Антонина распалилась в пламенном негодовании. Щеки порозовели, маленькие глазки под густыми бровями прожигали насквозь. Откуда в этом чердаке под шлемом столько зависти и мстительности? Неужели царевна верит в то, что произносит?!
Она верила. И пыталась уверить других.
– Не достигнув необходимого возраста, – продолжила Антонина, – но зная при этом, что неправедные действия спишутся на ангельское происхождение и останутся без последствий, Тома обзавелась двумя невесторами неизвестной породы, из числа то ли чертей, то ли чужаков-людоедов.

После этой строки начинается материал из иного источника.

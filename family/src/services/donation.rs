use std::collections::HashSet;

use chrono::Duration;
use common::{
    error::{AppError, Res},
    misc::RequestStatus,
};
use db::{
    dtos::{request::RequestAcceptRequest, subscription::SubscriptionCreateRequest},
    models::{request::FamilyRequest, subscription::Subscription},
};
use serde::Serialize;
use uuid::Uuid;

use crate::{
    context::Ctx,
    events::FamilyEvent,
    provisioning::{self, META_NEXT_SUBSCRIPTION, Provisioning, SLAVE_ORIGIN},
    store::FamilyRepo,
};

/// A redeemed seat and the dependent subscription it produced.
#[derive(Debug, Clone, Serialize)]
pub struct DonationLink {
    pub request: FamilyRequest,
    pub master_subscription_id: Uuid,
    pub slave_subscription: Subscription,
}

/// Outcome of a redemption: the seat itself plus the seats redeemed on the
/// recipient's behalf in already purchased successor periods.
#[derive(Debug, Clone, Serialize)]
pub struct Donation {
    pub link: DonationLink,
    pub chained: Vec<DonationLink>,
}

/// Redeems one request for `recipient` without following renewal links.
pub(crate) async fn donate_one<R: FamilyRepo>(
    repo: &mut R,
    ctx: &mut Ctx<'_>,
    recipient: Uuid,
    request_id: Uuid,
) -> Res<DonationLink> {
    let request = repo
        .request_by_id(request_id)
        .await?
        .ok_or_else(|| AppError::NotFound(format!("Family request {} not found", request_id)))?;

    // same lock order as the generator: payer subscription, then the request row
    repo.lock_subscription(request.master_subscription_id).await?;
    let request = repo
        .request_for_update(request_id)
        .await?
        .ok_or_else(|| AppError::NotFound(format!("Family request {} not found", request_id)))?;

    let master = repo
        .subscription(request.master_subscription_id)
        .await?
        .ok_or_else(|| {
            AppError::Internal(format!(
                "Family request {} points to missing subscription {}",
                request.id, request.master_subscription_id
            ))
        })?;
    let link = repo.plan_link(master.plan_id).await?.ok_or_else(|| {
        AppError::MissingPlanLink(format!("Plan {} is not shareable", master.plan_id))
    })?;
    let provisioning = provisioning::resolve(repo, &link, &master, ctx.config).await?;

    if provisioning == Provisioning::Copy && repo.has_accepted_request(master.id, recipient).await? {
        return Err(AppError::AlreadyUsed(
            "You already use a seat of this subscription".to_string(),
        ));
    }
    if matches!(provisioning, Provisioning::Days(_)) && recipient == master.user_id {
        return Err(AppError::SelfUseForbidden(
            "You cannot redeem a seat of your own subscription".to_string(),
        ));
    }
    if master.has_ended_at(ctx.now) || request.is_expired_at(ctx.now) {
        return Err(AppError::MasterExpired(
            "This invitation has expired".to_string(),
        ));
    }
    if request.status != RequestStatus::Created {
        return Err(AppError::AlreadyUsed(
            "This invitation has already been used".to_string(),
        ));
    }

    let accepted = repo
        .accept_request(
            request.id,
            RequestAcceptRequest {
                slave_user_id: recipient,
                now: ctx.now,
            },
        )
        .await?
        .ok_or_else(|| AppError::AlreadyUsed("This invitation has already been used".to_string()))?;

    let (start_time, end_time) = match provisioning {
        Provisioning::Copy => (master.start_time, master.end_time),
        Provisioning::Days(days) => {
            let anchor = repo
                .extension_anchor(accepted.slave_plan_id, recipient, ctx.now)
                .await?;
            (anchor, anchor + Duration::days(days))
        }
    };

    let slave_subscription = repo
        .create_subscription(SubscriptionCreateRequest {
            user_id: recipient,
            plan_id: accepted.slave_plan_id,
            start_time,
            end_time,
            is_paid: link.is_paid,
            origin: SLAVE_ORIGIN.to_string(),
        })
        .await?;
    let request = repo
        .link_slave_subscription(accepted.id, slave_subscription.id)
        .await?;

    log::info!(
        "Family request {} of subscription {} redeemed by user {}",
        request.id,
        master.id,
        recipient
    );
    ctx.events.push(FamilyEvent::RequestAccepted {
        request_id: request.id,
        master_subscription_id: master.id,
        slave_user_id: recipient,
        slave_subscription_id: slave_subscription.id,
    });

    Ok(DonationLink {
        request,
        master_subscription_id: master.id,
        slave_subscription,
    })
}

/// Redeems a request and carries the recipient into every successor period
/// the payer has already paid for, at most `max_renewal_hops` deep.
///
/// The successor seats are best effort: a missing seat or a rejection is
/// logged and the redemption itself still succeeds.
pub(crate) async fn donate<R: FamilyRepo>(
    repo: &mut R,
    ctx: &mut Ctx<'_>,
    recipient: Uuid,
    request_id: Uuid,
) -> Res<Donation> {
    let link = donate_one(repo, ctx, recipient, request_id).await?;

    let slave_plan_id = link.request.slave_plan_id;
    let mut chained = Vec::new();
    let mut visited = HashSet::from([link.master_subscription_id]);
    let mut current = link.master_subscription_id;

    for _ in 0..ctx.config.max_renewal_hops {
        let Some(next) = next_period(repo, current).await? else {
            break;
        };
        if !visited.insert(next) {
            log::warn!(
                "Renewal links of subscription {} form a cycle at {}",
                link.master_subscription_id,
                next
            );
            break;
        }
        current = next;

        let Some(request) = unused_request(repo, ctx, next, slave_plan_id).await? else {
            log::warn!(
                "No free family seat of plan {} left in successor subscription {} for user {}",
                slave_plan_id,
                next,
                recipient
            );
            continue;
        };
        match donate_one(repo, ctx, recipient, request.id).await {
            Ok(successor) => chained.push(successor),
            Err(e) if e.is_rejection() => {
                log::warn!(
                    "Skipping successor subscription {} for user {}: {}",
                    next,
                    recipient,
                    e
                );
            }
            Err(e) => return Err(e),
        }
    }

    Ok(Donation { link, chained })
}

/// Cancels an accepted request and ends its dependent subscription now.
pub(crate) async fn release<R: FamilyRepo>(
    repo: &mut R,
    ctx: &mut Ctx<'_>,
    request_id: Uuid,
) -> Res<FamilyRequest> {
    let request = repo
        .request_for_update(request_id)
        .await?
        .ok_or_else(|| AppError::NotFound(format!("Family request {} not found", request_id)))?;
    if request.status != RequestStatus::Accepted {
        return Err(AppError::BadRequest(format!(
            "Only accepted requests can be released, {} is {}",
            request.id, request.status
        )));
    }

    let canceled = repo
        .cancel_request(request.id, ctx.now)
        .await?
        .ok_or_else(|| {
            AppError::BadRequest(format!("Family request {} is no longer accepted", request.id))
        })?;

    if let Some(slave_subscription_id) = canceled.slave_subscription_id {
        if !repo.stop_subscription(slave_subscription_id, ctx.now).await? {
            log::debug!(
                "Dependent subscription {} had already ended",
                slave_subscription_id
            );
        }
    }

    log::info!(
        "Released family request {} of subscription {}",
        canceled.id,
        canceled.master_subscription_id
    );
    ctx.events.push(FamilyEvent::RequestCanceled {
        request_id: canceled.id,
        master_subscription_id: canceled.master_subscription_id,
        slave_user_id: canceled.slave_user_id,
    });
    Ok(canceled)
}

/// The successor recorded on a payer subscription, if any.
pub(crate) async fn next_period<R: FamilyRepo>(repo: &mut R, subscription_id: Uuid) -> Res<Option<Uuid>> {
    let Some(raw) = repo
        .subscription_meta(subscription_id, META_NEXT_SUBSCRIPTION)
        .await?
    else {
        return Ok(None);
    };
    match raw.trim().parse::<Uuid>() {
        Ok(id) => Ok(Some(id)),
        Err(_) => {
            log::warn!(
                "Subscription {} has invalid {} '{}'",
                subscription_id,
                META_NEXT_SUBSCRIPTION,
                raw
            );
            Ok(None)
        }
    }
}

/// A redeemable request of `master_subscription_id` granting `slave_plan_id`.
pub(crate) async fn unused_request<R: FamilyRepo>(
    repo: &mut R,
    ctx: &Ctx<'_>,
    master_subscription_id: Uuid,
    slave_plan_id: Uuid,
) -> Res<Option<FamilyRequest>> {
    Ok(repo
        .requests_by_master(master_subscription_id)
        .await?
        .into_iter()
        .find(|r| r.slave_plan_id == slave_plan_id && r.is_unused() && !r.is_expired_at(ctx.now)))
}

Одного она поставила нам командиром. Он с первой минуты плюет на закон, запрещающий брать в руки гнук, и даже бравирует своей преступной дерзостью. Это неслыханно. Я сообщу о нарушении закона немедленно, как только мы спасемся.
Не «как только», а «если», подумалось мне. И учитывая происходящее…
– Тоня, как ты можешь?! – Кристина вытянула больную ногу перед собой и оперлась сбоку на утонувшую в траве ладонь. – Еще издеваешься: «как только спасемся». Кто нас спасет? Сами? Ты даже еды сама добыть не можешь. Из пещеры от смерти и многого другого нас спасла Тома, а сейчас спасает ее друг Чапа. Сказано: не враждуй на сестру свою в сердце своем…
– …И обличи ближнюю свою, и не понесешь греха, – с удовольствием закончила фразу Антонина. – Вот! Знание о преступлении и недонесение не менее преступны, чем само преступление.